(Study material begins)

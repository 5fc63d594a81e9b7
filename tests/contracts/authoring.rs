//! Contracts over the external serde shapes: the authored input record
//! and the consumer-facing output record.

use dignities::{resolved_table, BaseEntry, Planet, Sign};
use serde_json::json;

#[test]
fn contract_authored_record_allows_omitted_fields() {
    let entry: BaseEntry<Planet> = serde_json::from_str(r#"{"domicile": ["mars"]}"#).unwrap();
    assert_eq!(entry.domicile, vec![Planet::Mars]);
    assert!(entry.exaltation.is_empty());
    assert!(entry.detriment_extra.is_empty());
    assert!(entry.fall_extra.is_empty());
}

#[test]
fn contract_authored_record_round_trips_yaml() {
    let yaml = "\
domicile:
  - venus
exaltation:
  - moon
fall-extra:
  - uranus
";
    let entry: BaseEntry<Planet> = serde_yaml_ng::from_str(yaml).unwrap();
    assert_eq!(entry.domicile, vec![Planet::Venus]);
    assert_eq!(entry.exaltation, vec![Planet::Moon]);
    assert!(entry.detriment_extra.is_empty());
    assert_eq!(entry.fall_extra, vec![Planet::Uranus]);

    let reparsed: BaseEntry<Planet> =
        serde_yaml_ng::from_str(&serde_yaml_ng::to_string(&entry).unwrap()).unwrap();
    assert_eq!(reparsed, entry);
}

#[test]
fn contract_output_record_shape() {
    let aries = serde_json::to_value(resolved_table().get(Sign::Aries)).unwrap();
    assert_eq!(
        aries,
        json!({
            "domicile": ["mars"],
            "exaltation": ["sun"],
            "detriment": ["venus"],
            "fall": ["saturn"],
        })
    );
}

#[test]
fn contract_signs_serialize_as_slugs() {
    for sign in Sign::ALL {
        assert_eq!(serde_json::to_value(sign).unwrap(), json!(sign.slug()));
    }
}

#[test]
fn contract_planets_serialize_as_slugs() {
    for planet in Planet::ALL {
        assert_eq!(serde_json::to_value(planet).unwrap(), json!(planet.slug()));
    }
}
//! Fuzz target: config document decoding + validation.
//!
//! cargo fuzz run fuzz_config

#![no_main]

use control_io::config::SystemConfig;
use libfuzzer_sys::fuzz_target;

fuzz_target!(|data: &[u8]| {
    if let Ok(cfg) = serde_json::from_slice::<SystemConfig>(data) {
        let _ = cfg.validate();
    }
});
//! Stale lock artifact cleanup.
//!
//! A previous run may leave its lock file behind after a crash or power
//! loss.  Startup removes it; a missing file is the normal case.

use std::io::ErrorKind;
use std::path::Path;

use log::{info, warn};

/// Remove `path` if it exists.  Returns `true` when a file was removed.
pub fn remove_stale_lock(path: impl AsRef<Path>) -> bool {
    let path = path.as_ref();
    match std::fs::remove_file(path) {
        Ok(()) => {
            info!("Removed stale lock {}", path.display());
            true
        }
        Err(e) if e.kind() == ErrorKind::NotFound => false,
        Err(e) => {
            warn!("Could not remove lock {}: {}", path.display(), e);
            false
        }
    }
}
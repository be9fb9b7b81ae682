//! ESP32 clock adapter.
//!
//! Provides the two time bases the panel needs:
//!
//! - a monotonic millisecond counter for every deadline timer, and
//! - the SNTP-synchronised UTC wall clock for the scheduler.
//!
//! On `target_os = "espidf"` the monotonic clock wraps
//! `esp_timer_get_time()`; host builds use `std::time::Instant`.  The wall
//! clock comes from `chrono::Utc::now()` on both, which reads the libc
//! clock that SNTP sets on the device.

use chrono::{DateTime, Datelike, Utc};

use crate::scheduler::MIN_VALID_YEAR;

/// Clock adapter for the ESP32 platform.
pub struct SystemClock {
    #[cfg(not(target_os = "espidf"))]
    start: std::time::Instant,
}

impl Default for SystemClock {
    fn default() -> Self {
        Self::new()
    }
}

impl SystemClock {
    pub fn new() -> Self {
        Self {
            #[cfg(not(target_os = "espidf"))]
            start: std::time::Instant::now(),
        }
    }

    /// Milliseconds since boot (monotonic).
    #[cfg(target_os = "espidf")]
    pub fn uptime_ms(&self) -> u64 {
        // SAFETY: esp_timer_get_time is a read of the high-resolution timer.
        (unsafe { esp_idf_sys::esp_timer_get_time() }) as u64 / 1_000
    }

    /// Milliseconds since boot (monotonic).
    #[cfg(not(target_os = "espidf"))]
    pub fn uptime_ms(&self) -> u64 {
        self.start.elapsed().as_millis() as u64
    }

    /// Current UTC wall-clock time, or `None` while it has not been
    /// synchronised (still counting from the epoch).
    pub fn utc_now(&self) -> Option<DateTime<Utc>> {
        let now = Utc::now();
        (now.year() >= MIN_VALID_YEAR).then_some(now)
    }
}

(Study material ends)
(Study material begins)

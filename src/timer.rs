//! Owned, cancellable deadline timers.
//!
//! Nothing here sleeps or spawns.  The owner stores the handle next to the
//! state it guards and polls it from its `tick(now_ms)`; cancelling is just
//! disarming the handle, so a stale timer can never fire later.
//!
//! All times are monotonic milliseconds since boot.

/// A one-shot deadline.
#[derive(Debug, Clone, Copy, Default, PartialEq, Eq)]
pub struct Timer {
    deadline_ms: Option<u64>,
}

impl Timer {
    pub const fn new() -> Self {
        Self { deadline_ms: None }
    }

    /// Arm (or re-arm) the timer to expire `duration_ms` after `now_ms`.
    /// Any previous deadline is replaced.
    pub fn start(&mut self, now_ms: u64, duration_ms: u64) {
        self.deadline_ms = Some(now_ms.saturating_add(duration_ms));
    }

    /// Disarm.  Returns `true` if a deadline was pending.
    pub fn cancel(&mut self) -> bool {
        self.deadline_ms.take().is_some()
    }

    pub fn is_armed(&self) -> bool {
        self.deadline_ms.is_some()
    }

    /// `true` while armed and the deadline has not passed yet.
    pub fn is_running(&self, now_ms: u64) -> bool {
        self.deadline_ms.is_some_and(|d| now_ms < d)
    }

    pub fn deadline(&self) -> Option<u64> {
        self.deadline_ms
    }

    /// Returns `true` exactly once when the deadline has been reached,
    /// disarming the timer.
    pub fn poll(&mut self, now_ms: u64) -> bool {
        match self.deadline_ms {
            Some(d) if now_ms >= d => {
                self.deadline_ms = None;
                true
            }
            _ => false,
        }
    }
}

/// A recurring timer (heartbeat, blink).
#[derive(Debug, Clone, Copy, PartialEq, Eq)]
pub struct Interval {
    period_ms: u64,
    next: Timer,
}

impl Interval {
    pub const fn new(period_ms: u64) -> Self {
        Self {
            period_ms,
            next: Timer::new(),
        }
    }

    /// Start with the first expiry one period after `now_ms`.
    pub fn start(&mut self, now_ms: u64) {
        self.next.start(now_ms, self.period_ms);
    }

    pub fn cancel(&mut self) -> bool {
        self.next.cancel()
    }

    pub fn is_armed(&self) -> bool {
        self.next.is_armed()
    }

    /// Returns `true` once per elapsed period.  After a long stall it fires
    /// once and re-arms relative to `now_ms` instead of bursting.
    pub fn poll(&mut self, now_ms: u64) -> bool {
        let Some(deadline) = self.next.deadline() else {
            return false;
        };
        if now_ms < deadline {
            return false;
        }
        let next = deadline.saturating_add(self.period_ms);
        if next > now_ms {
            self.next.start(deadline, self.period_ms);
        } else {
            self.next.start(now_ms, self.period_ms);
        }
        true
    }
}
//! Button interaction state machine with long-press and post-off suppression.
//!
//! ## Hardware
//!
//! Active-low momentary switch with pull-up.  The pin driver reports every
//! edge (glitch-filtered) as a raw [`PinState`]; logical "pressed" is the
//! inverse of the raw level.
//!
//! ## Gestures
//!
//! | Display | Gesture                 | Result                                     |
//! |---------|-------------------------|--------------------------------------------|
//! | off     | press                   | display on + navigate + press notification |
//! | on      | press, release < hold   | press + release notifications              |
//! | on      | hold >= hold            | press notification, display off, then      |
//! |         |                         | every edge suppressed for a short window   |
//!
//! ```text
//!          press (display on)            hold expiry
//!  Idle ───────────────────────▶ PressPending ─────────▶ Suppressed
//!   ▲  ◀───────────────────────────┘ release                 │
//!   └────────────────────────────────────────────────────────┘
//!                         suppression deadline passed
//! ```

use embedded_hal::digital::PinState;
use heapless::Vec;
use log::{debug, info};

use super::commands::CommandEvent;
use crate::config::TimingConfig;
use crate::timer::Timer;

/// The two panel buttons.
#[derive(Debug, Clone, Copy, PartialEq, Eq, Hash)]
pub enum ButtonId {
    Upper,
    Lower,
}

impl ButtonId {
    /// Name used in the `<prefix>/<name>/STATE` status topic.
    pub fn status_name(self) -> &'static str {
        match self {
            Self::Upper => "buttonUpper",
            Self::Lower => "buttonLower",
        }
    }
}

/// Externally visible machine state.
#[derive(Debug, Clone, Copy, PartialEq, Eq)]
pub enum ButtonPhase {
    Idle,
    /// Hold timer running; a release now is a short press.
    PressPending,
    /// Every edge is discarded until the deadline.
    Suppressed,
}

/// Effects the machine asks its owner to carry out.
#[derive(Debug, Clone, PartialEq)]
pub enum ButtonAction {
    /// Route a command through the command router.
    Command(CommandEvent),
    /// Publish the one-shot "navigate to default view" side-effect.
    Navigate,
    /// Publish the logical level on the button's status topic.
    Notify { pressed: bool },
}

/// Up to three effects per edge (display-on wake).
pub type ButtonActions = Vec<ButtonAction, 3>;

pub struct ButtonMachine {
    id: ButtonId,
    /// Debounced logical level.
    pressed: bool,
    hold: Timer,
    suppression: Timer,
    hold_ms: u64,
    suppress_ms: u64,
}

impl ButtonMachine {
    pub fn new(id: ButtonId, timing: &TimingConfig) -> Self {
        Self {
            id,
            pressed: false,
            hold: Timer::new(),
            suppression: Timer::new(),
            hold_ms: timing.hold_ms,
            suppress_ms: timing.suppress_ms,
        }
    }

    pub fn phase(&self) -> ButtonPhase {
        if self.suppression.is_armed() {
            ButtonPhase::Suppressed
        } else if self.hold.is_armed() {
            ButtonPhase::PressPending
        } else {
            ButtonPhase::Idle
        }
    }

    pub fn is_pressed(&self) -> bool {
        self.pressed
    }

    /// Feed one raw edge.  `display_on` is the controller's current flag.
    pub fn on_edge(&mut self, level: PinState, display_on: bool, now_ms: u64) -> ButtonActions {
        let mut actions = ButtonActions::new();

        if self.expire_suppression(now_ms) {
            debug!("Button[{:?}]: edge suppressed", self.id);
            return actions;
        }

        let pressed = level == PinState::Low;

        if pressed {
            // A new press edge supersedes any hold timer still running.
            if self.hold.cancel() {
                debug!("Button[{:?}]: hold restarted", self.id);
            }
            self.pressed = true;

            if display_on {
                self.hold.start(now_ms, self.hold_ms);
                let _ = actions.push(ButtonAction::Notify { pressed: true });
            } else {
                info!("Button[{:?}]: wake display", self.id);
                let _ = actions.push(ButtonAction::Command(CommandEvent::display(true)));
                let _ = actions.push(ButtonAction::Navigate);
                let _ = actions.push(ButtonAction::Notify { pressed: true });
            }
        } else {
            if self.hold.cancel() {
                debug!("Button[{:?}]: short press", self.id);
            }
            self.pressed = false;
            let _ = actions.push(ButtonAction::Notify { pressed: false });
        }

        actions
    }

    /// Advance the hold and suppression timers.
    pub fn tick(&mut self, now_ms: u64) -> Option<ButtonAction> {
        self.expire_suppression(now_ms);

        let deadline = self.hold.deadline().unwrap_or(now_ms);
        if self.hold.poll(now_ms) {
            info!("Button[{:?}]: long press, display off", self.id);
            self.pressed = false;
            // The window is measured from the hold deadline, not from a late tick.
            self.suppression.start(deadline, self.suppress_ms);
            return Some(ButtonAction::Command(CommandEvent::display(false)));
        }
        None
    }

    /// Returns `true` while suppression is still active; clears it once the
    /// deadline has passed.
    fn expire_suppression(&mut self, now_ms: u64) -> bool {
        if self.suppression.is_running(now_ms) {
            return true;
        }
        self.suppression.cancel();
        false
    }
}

(Study material ends)

**About this task:** What lines above mention "Option"? Copy each one.

**Solution:**
    pub fn utc_now(&self) -> Option<DateTime<Utc>> {
    deadline_ms: Option<u64>,
    pub fn deadline(&self) -> Option<u64> {
    pub fn tick(&mut self, now_ms: u64) -> Option<ButtonAction> {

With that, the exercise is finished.